Dans une scène notamment où l'on apprend la mort du boss de Yoichi (interprété par l'excellent Mickey Curtis) et de Kunihiro, ce dernier se met dans une rage intense et veut absolument se venger; mais il est finalement freiné par Yoichi qui lui demande d'attendre, de ne pas foncer droit devant sans réfléchir… Un Yoichi d'une sagesse remarquable mais qui par la suite, en rentrant chez lui en voiture, ne pourra pas s'empêcher d'hurler toute la rage qu'il a accumulée…
Plus tard encore dans le film, Masaya Katô se confie à son boss et lui fait part de son obsession de vengeance: "Tu me fais rêver Yoichi… Si la vie c'est de la merde, alors pourquoi on fonce pas droit dedans aussi fort qu'on peut?". On apprend alors la raison pour laquelle Yoichi n'agit pas et contraint son bras droit à faire de même: "Ne fonce plus droit devant… Un homme doit savoir quand s'arrêter.
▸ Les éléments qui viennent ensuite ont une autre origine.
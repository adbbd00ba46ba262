use std::sync::Arc;
use std::time::Duration;
use chrono::{DateTime, Utc};

use crate::cache::{CacheAside, CachedRead, OrderCache};
use crate::metrics::{self, MetricsSink};
use crate::store::{OrderStore, UpdateOutcome};
use crate::utils::{Clock, SystemClock};

use super::entity::{NewOrder, Order, OrderDraft};
use super::errors::OrderError;
use super::value_objects::{OrderStatus, Page, PageRequest};

// ============================================================================
// Order Lifecycle Manager
// ============================================================================
//
// Orchestrates: Store (authoritative) → Cache (lookaside) → Metrics
//
// - Reads by id go through the cache; every other read hits the store
// - Writes commit to the store first and evict the cache entry afterwards
// - Status writes are guarded by the status the decision was based on, so a
//   stale cached copy can never push a terminal order out of its state
// - Every mutation emits exactly one counter increment
//
// ============================================================================

pub const RECENT_ORDERS_LIMIT: u32 = 10;

pub struct OrderLifecycleManager {
    store: Arc<dyn OrderStore>,
    cache: CacheAside,
    metrics: Arc<dyn MetricsSink>,
    clock: Arc<dyn Clock>,
}

impl OrderLifecycleManager {
    pub fn new(
        store: Arc<dyn OrderStore>,
        cache: Arc<dyn OrderCache>,
        metrics: Arc<dyn MetricsSink>,
        cache_ttl: Duration,
    ) -> Self {
        Self {
            store,
            cache: CacheAside::new(cache, metrics.clone(), cache_ttl),
            metrics,
            clock: Arc::new(SystemClock),
        }
    }

    pub fn with_clock(mut self, clock: Arc<dyn Clock>) -> Self {
        self.clock = clock;
        self
    }

    /// Persist a new order. Every order starts as `Pending` with
    /// `created_at == updated_at`.
    pub async fn create(&self, draft: OrderDraft) -> Result<Order, OrderError> {
        tracing::info!(
            customer_name = %draft.customer_name,
            menu_item = %draft.menu_item,
            "Creating order"
        );

        let order = self.store.insert(NewOrder::from_draft(draft, self.clock.now())).await?;

        metrics::emit(
            self.metrics.as_ref(),
            "orders.created",
            &[("status", order.status.as_str())],
        );
        tracing::info!(order_id = order.id, "✅ Order created");
        Ok(order)
    }

    /// Cache-aside read. Absent orders are reported as `NotFound` and never cached.
    pub async fn get_by_id(&self, id: i64) -> Result<Order, OrderError> {
        let (order, _) = self.read_through(id).await?;
        Ok(order)
    }

    pub async fn list(&self, page: &PageRequest) -> Result<Page<Order>, OrderError> {
        tracing::debug!(page = page.page, size = page.size, "Listing orders");
        Ok(self.store.find_all(page).await?)
    }

    pub async fn list_by_status(&self, status: OrderStatus) -> Result<Vec<Order>, OrderError> {
        tracing::debug!(status = %status, "Listing orders by status");
        Ok(self.store.find_by_status(status).await?)
    }

    pub async fn search_by_customer(
        &self,
        text: &str,
        page: &PageRequest,
    ) -> Result<Page<Order>, OrderError> {
        tracing::debug!(customer_name = %text, "Searching orders by customer");
        Ok(self.store.find_by_customer_containing(text, page).await?)
    }

    /// The 10 most recently created orders, newest first.
    pub async fn recent_orders(&self) -> Result<Vec<Order>, OrderError> {
        Ok(self.store.find_most_recent(RECENT_ORDERS_LIMIT).await?)
    }

    /// Orders created within `[start, end]`, oldest first.
    pub async fn orders_between(
        &self,
        start: DateTime<Utc>,
        end: DateTime<Utc>,
    ) -> Result<Vec<Order>, OrderError> {
        tracing::debug!(%start, %end, "Listing orders by creation date");
        Ok(self.store.find_by_date_range(start, end).await?)
    }

    /// Number of orders in each status, in lifecycle order.
    pub async fn status_summary(&self) -> Result<Vec<(OrderStatus, i64)>, OrderError> {
        let mut summary = Vec::with_capacity(OrderStatus::ALL.len());
        for status in OrderStatus::ALL {
            summary.push((status, self.store.count_by_status(status).await?));
        }
        Ok(summary)
    }

    /// Cancel an order. Terminal orders are rejected with `InvalidState`
    /// and left untouched.
    pub async fn cancel(&self, id: i64) -> Result<Order, OrderError> {
        tracing::info!(order_id = id, "Cancelling order");

        let (previous, order) = self.transition(id, OrderStatus::Cancelled, true).await?;

        metrics::emit(
            self.metrics.as_ref(),
            "orders.cancelled",
            &[("from", previous.as_str())],
        );
        tracing::info!(order_id = id, from = %previous, "✅ Order cancelled");
        Ok(order)
    }

    /// Set any status, from any status. No transition graph is enforced here;
    /// only `cancel` guards terminal states.
    pub async fn update_status(&self, id: i64, status: OrderStatus) -> Result<Order, OrderError> {
        tracing::info!(order_id = id, status = %status, "Updating order status");

        let (previous, order) = self.transition(id, status, false).await?;

        metrics::emit(
            self.metrics.as_ref(),
            "orders.status_updated",
            &[("from", previous.as_str()), ("to", status.as_str())],
        );
        tracing::info!(order_id = id, from = %previous, to = %status, "✅ Order status updated");
        Ok(order)
    }

    /// Returns the order and whether it came from the cache.
    async fn read_through(&self, id: i64) -> Result<(Order, bool), OrderError> {
        let lookup = self.cache.lookup(id).await;
        if let CachedRead::Hit(order) = lookup {
            return Ok((order, true));
        }

        let order = self.load_from_store(id).await?;

        // Skip population when the cache just failed; it would only fail again.
        if lookup == CachedRead::Miss {
            self.cache.populate(&order).await;
        }
        Ok((order, false))
    }

    async fn load_from_store(&self, id: i64) -> Result<Order, OrderError> {
        self.store.find_by_id(id).await?.ok_or_else(|| {
            tracing::debug!(order_id = id, "Order not found");
            OrderError::NotFound(id)
        })
    }

    /// Apply `target` to order `id`. Returns the status the change was made
    /// from, along with the stored result.
    async fn transition(
        &self,
        id: i64,
        target: OrderStatus,
        guard_terminal: bool,
    ) -> Result<(OrderStatus, Order), OrderError> {
        let (mut current, from_cache) = self.read_through(id).await?;

        // A cached terminal status is not enough to refuse; confirm it against the store.
        if guard_terminal && from_cache && current.status.is_terminal() {
            self.cache.invalidate(id).await;
            current = self.load_from_store(id).await?;
        }

        let mut conflicted = false;
        loop {
            if guard_terminal && current.status.is_terminal() {
                tracing::warn!(order_id = id, status = %current.status, "Refusing to leave terminal status");
                return Err(OrderError::InvalidState { id, status: current.status });
            }

            // A store failure returns here, before any eviction.
            let outcome = self
                .store
                .update_status(id, current.status, target, self.clock.now())
                .await?;

            // Evict on every answer: on success the entry is outdated, otherwise
            // the store disagreed with what was read.
            self.cache.invalidate(id).await;

            match outcome {
                UpdateOutcome::Updated(order) => return Ok((current.status, order)),
                UpdateOutcome::Missing => return Err(OrderError::NotFound(id)),
                UpdateOutcome::Conflict(_) if conflicted => return Err(OrderError::Conflict(id)),
                UpdateOutcome::Conflict(fresh) => {
                    tracing::warn!(
                        order_id = id,
                        expected = %current.status,
                        actual = %fresh.status,
                        "Status changed underneath, re-deciding against the store"
                    );
                    conflicted = true;
                    current = fresh;
                }
            }
        }
    }
}

// ============================================================================
// Unit Tests
// ============================================================================

#[cfg(test)]
mod tests {
    use super::*;
    use crate::cache::{MemoryCache, DEFAULT_TTL};
    use crate::metrics::{Metrics, MetricsError};
    use crate::store::MemoryOrderStore;

    struct Fixture {
        manager: OrderLifecycleManager,
        store: Arc<MemoryOrderStore>,
        cache: Arc<MemoryCache>,
        metrics: Arc<Metrics>,
    }

    fn fixture() -> Fixture {
        let store = Arc::new(MemoryOrderStore::new());
        let cache = Arc::new(MemoryCache::new());
        let metrics = Arc::new(Metrics::new().unwrap());
        let manager = OrderLifecycleManager::new(store.clone(), cache.clone(), metrics.clone(), DEFAULT_TTL);
        Fixture { manager, store, cache, metrics }
    }

    fn draft() -> OrderDraft {
        OrderDraft::new("Kim", "Fried Chicken", 2, 24000)
    }

    #[tokio::test]
    async fn test_get_by_id_populates_cache_on_miss() {
        let f = fixture();
        let order = f.manager.create(draft()).await.unwrap();
        assert_eq!(f.cache.put_count(), 0);

        let fetched = f.manager.get_by_id(order.id).await.unwrap();
        assert_eq!(fetched, order);
        assert!(f.cache.peek(&CacheAside::key(order.id)).await.is_some());

        f.manager.get_by_id(order.id).await.unwrap();
        assert_eq!(f.cache.put_count(), 1);
    }

    #[tokio::test]
    async fn test_stale_cached_status_is_overridden_by_store() {
        let f = fixture();
        let order = f.manager.create(draft()).await.unwrap();
        f.manager.get_by_id(order.id).await.unwrap(); // cached as Pending

        // Completed behind the cache's back
        f.store
            .update_status(order.id, OrderStatus::Pending, OrderStatus::Completed, Utc::now())
            .await
            .unwrap();

        let err = f.manager.cancel(order.id).await.unwrap_err();
        assert!(matches!(err, OrderError::InvalidState { status: OrderStatus::Completed, .. }));
        assert!(f.cache.peek(&CacheAside::key(order.id)).await.is_none());
    }

    #[tokio::test]
    async fn test_stale_cached_terminal_status_is_confirmed_before_refusing() {
        let f = fixture();
        let order = f.manager.create(draft()).await.unwrap();
        let mut stale = order.clone();
        stale.status = OrderStatus::Cancelled;
        f.cache
            .put(&CacheAside::key(order.id), &serde_json::to_string(&stale).unwrap(), DEFAULT_TTL)
            .await
            .unwrap();

        let cancelled = f.manager.cancel(order.id).await.unwrap();
        assert_eq!(cancelled.status, OrderStatus::Cancelled);
        assert_eq!(f.metrics.counter_value("orders.cancelled", &[("from", "PENDING")]), 1);
    }

    #[tokio::test]
    async fn test_update_status_is_permissive() {
        let f = fixture();
        let order = f.manager.create(draft()).await.unwrap();

        f.manager.update_status(order.id, OrderStatus::Completed).await.unwrap();
        let reopened = f.manager.update_status(order.id, OrderStatus::Pending).await.unwrap();

        assert_eq!(reopened.status, OrderStatus::Pending);
        assert_eq!(
            f.metrics.counter_value("orders.status_updated", &[("from", "COMPLETED"), ("to", "PENDING")]),
            1
        );
    }

    #[tokio::test]
    async fn test_failed_write_does_not_evict() {
        let f = fixture();
        let order = f.manager.create(draft()).await.unwrap();
        f.manager.get_by_id(order.id).await.unwrap();
        let evictions = f.cache.eviction_count();

        f.store.set_reject_writes(true);
        let err = f.manager.cancel(order.id).await.unwrap_err();

        assert!(matches!(err, OrderError::InfrastructureUnavailable(_)));
        assert_eq!(f.cache.eviction_count(), evictions);
        assert!(f.cache.peek(&CacheAside::key(order.id)).await.is_some());
        assert_eq!(f.metrics.counter_value("orders.cancelled", &[("from", "PENDING")]), 0);
    }

    #[tokio::test]
    async fn test_status_summary_counts_every_status() {
        let f = fixture();
        for _ in 0..3 {
            f.manager.create(draft()).await.unwrap();
        }
        f.manager.cancel(1).await.unwrap();

        let summary = f.manager.status_summary().await.unwrap();
        assert_eq!(summary.len(), OrderStatus::ALL.len());
        assert_eq!(summary[0], (OrderStatus::Pending, 2));
        assert_eq!(summary[5], (OrderStatus::Cancelled, 1));
    }

    struct BrokenSink;

    impl MetricsSink for BrokenSink {
        fn increment(&self, _name: &str, _tags: &[(&str, &str)]) -> Result<(), MetricsError> {
            Err(MetricsError::Poisoned)
        }
    }

    #[tokio::test]
    async fn test_metrics_failure_does_not_fail_operations() {
        let store = Arc::new(MemoryOrderStore::new());
        let manager = OrderLifecycleManager::new(
            store,
            Arc::new(MemoryCache::new()),
            Arc::new(BrokenSink),
            DEFAULT_TTL,
        );

        let order = manager.create(draft()).await.unwrap();
        let cancelled = manager.cancel(order.id).await.unwrap();
        assert_eq!(cancelled.status, OrderStatus::Cancelled);
    }
}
A mon âge, tu commences à voir comment le monde fonctionne."
Durant tout le film, le personnage interprété par Naoto Takenaka se retient d'agir, d'avoir recours à la violence. Pour cela il pratique plusieurs sports qui lui servent de défouloir: le base-ball et le golf où les balles se substituent à des corps humains. Ceci est particulièrement parlant dans une scène où Miike utilise un montage alterné, entre Yoichi frappant des balles à coup de battes de base-ball et un flashback montrant Kunihiko alors âgé d'à peu près 8 ans, frappant à coups de bâton toute une bande de lycéens qui le harcèle. Ces derniers interrompent leur méfait lorsqu'ils voient apparaître un jeune yakusa appelé Yoichi...
Yoichi confie alors au petit Kunihiko son ambition de devenir un chef yakusa, et plus tard dans le film Yoichi devenu boss, avouera à celui qui est devenu son bras droit, "son soldat" ("Quand tu seras un chef yakusa tu feras de moi un de tes soldats, promis?") que "C'était devenir Yakusa ou tuer [ses] parents. Et chez les yakusa tu peux monter en grade. Vivre ta vie à fond, hein?". Effectivement cette conception de la vie, Kunihiko la partage, puisque pour lui, "La vie n'est rien d'autre qu'une météorite".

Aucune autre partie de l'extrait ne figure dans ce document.